About this task
If a line in the records below contains the word "height", return that line.

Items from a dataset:
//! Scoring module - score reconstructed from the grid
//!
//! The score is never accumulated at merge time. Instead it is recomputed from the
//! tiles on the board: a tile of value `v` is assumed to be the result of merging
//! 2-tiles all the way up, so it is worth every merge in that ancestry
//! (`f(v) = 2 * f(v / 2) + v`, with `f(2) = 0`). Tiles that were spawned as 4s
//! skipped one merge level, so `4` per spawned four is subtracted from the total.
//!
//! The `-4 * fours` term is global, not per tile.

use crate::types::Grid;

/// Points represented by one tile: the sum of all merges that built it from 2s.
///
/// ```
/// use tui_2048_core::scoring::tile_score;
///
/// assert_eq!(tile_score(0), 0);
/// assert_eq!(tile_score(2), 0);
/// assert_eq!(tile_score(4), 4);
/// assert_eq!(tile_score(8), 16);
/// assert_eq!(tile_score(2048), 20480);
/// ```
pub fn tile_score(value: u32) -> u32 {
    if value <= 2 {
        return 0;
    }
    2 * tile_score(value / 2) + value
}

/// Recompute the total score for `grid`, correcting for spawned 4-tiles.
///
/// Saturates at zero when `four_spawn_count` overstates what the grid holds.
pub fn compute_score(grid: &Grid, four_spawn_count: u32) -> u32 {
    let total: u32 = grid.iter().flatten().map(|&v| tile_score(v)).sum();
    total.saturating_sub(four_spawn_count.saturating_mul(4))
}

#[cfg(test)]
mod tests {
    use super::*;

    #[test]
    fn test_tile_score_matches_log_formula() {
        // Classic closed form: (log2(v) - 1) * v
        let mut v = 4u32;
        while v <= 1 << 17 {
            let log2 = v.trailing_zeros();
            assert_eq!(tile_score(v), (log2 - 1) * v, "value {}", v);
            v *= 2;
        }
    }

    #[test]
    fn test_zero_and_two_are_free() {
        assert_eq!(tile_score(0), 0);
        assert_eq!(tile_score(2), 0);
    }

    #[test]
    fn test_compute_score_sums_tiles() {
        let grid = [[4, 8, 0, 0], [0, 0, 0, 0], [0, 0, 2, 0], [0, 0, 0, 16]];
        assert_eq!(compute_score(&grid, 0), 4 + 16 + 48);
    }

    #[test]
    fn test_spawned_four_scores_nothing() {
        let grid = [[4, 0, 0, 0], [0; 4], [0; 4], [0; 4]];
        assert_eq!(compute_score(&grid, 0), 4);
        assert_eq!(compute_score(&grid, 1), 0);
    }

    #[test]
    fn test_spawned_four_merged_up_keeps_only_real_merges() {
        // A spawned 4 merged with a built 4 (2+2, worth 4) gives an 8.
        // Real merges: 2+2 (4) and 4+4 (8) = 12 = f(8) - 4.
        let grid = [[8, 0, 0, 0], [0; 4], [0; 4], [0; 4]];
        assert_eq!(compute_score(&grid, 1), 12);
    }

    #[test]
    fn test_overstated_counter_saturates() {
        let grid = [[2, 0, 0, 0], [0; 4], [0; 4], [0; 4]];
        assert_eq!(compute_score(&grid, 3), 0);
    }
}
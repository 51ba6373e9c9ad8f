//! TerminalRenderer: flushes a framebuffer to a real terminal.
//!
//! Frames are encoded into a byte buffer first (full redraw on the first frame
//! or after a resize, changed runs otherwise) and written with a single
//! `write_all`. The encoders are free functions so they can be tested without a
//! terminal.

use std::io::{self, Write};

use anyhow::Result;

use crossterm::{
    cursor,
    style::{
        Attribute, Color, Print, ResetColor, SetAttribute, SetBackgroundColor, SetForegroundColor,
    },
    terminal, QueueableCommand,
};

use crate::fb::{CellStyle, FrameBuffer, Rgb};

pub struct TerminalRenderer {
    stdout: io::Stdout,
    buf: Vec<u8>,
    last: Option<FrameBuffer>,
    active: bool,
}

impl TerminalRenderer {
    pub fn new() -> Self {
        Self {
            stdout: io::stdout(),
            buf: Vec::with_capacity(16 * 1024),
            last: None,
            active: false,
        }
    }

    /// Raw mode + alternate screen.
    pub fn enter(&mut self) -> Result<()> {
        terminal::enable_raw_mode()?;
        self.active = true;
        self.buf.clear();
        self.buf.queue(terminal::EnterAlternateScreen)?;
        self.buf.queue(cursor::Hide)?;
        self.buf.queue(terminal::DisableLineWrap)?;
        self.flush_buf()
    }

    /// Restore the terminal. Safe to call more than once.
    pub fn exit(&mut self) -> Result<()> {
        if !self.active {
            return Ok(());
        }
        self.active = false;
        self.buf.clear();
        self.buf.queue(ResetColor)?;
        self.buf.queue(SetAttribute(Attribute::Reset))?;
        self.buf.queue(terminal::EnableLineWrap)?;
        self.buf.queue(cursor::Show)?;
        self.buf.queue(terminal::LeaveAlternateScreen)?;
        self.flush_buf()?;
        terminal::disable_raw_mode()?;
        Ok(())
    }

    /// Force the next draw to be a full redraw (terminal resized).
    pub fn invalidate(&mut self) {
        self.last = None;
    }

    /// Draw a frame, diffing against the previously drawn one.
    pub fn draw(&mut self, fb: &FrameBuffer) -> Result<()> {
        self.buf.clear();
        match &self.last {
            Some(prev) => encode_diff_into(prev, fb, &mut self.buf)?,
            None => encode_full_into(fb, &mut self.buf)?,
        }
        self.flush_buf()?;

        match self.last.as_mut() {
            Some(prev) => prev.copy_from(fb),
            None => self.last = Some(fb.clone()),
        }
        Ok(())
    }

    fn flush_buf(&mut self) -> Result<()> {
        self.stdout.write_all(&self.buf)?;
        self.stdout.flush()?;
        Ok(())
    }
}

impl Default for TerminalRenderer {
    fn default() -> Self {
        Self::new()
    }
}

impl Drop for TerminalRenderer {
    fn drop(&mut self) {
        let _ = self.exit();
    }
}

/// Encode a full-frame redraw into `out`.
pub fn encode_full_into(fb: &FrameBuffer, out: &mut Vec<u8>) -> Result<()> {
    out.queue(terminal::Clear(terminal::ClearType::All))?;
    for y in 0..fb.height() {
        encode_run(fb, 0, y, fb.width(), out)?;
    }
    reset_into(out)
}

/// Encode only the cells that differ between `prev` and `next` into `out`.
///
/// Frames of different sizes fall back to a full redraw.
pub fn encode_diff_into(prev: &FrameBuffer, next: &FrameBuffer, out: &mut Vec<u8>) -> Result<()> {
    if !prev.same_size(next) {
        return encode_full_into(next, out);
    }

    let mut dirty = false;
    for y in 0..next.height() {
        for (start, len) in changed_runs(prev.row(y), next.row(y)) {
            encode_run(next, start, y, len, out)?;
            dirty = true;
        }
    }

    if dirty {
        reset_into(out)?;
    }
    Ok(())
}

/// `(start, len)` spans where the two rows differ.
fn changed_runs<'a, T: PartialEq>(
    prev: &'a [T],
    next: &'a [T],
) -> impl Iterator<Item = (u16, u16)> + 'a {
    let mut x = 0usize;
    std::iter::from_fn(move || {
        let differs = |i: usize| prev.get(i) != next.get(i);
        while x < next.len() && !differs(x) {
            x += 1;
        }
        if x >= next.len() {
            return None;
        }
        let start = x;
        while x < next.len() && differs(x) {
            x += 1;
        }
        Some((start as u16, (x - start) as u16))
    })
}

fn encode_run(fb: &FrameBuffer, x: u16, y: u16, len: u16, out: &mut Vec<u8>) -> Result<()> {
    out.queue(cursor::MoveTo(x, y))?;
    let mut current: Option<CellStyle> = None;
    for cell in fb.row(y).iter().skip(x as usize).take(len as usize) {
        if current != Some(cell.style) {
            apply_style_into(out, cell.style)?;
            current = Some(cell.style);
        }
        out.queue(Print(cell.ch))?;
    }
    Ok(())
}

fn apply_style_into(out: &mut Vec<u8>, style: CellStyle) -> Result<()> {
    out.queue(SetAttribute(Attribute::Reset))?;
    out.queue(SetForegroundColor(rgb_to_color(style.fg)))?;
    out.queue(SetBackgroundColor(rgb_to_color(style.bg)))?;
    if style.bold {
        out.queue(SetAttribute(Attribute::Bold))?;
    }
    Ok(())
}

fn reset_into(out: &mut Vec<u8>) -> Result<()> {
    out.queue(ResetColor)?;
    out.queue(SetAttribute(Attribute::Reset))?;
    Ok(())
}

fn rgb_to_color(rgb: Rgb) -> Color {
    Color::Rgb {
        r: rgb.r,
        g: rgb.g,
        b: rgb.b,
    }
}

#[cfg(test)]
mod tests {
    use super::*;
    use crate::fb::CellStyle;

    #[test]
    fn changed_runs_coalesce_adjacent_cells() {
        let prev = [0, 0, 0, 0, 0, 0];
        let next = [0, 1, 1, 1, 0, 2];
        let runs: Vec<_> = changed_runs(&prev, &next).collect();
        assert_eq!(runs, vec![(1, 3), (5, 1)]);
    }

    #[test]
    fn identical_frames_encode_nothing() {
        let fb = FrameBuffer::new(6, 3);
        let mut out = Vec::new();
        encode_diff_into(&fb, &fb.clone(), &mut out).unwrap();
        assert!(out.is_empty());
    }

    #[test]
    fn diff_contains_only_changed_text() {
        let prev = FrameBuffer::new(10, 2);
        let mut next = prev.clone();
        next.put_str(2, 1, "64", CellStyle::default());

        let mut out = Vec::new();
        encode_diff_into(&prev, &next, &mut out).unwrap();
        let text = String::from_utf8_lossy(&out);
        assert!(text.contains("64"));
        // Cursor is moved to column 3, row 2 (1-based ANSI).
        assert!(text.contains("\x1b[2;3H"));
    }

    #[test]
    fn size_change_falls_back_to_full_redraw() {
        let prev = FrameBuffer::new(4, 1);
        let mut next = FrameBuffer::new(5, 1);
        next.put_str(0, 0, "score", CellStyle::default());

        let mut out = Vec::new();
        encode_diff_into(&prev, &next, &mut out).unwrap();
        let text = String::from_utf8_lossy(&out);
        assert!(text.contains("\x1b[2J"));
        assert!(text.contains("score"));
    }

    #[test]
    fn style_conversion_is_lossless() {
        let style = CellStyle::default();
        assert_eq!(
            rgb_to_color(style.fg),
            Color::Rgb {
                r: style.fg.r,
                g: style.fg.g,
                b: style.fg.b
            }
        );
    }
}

--

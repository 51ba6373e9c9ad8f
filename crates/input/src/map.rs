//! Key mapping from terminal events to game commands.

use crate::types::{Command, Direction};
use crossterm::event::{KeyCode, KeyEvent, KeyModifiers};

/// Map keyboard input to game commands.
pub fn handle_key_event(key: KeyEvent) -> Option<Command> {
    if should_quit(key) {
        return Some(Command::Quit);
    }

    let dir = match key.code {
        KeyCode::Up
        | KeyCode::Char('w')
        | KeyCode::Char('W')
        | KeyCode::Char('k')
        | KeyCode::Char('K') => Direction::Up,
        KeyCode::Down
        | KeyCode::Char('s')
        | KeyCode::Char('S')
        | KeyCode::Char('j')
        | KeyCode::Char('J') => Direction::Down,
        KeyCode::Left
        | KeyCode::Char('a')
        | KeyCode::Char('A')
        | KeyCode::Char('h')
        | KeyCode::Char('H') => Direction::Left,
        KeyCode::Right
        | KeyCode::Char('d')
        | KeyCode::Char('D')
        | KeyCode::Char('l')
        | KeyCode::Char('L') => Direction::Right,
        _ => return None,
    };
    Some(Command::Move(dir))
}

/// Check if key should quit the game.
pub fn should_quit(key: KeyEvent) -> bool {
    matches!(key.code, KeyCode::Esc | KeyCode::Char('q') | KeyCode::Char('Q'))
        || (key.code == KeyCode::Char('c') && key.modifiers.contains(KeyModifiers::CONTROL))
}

* * *

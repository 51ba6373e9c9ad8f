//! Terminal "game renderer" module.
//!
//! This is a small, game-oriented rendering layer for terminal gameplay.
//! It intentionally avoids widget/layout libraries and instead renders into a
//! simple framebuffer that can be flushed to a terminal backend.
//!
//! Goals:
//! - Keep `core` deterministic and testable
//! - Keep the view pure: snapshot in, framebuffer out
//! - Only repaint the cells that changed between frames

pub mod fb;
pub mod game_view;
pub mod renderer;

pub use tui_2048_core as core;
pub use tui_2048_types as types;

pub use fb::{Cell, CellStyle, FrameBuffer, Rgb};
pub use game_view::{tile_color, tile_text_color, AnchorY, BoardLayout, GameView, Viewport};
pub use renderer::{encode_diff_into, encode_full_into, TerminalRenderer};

Your response
    for y in 0..fb.height() {
    for y in 0..next.height() {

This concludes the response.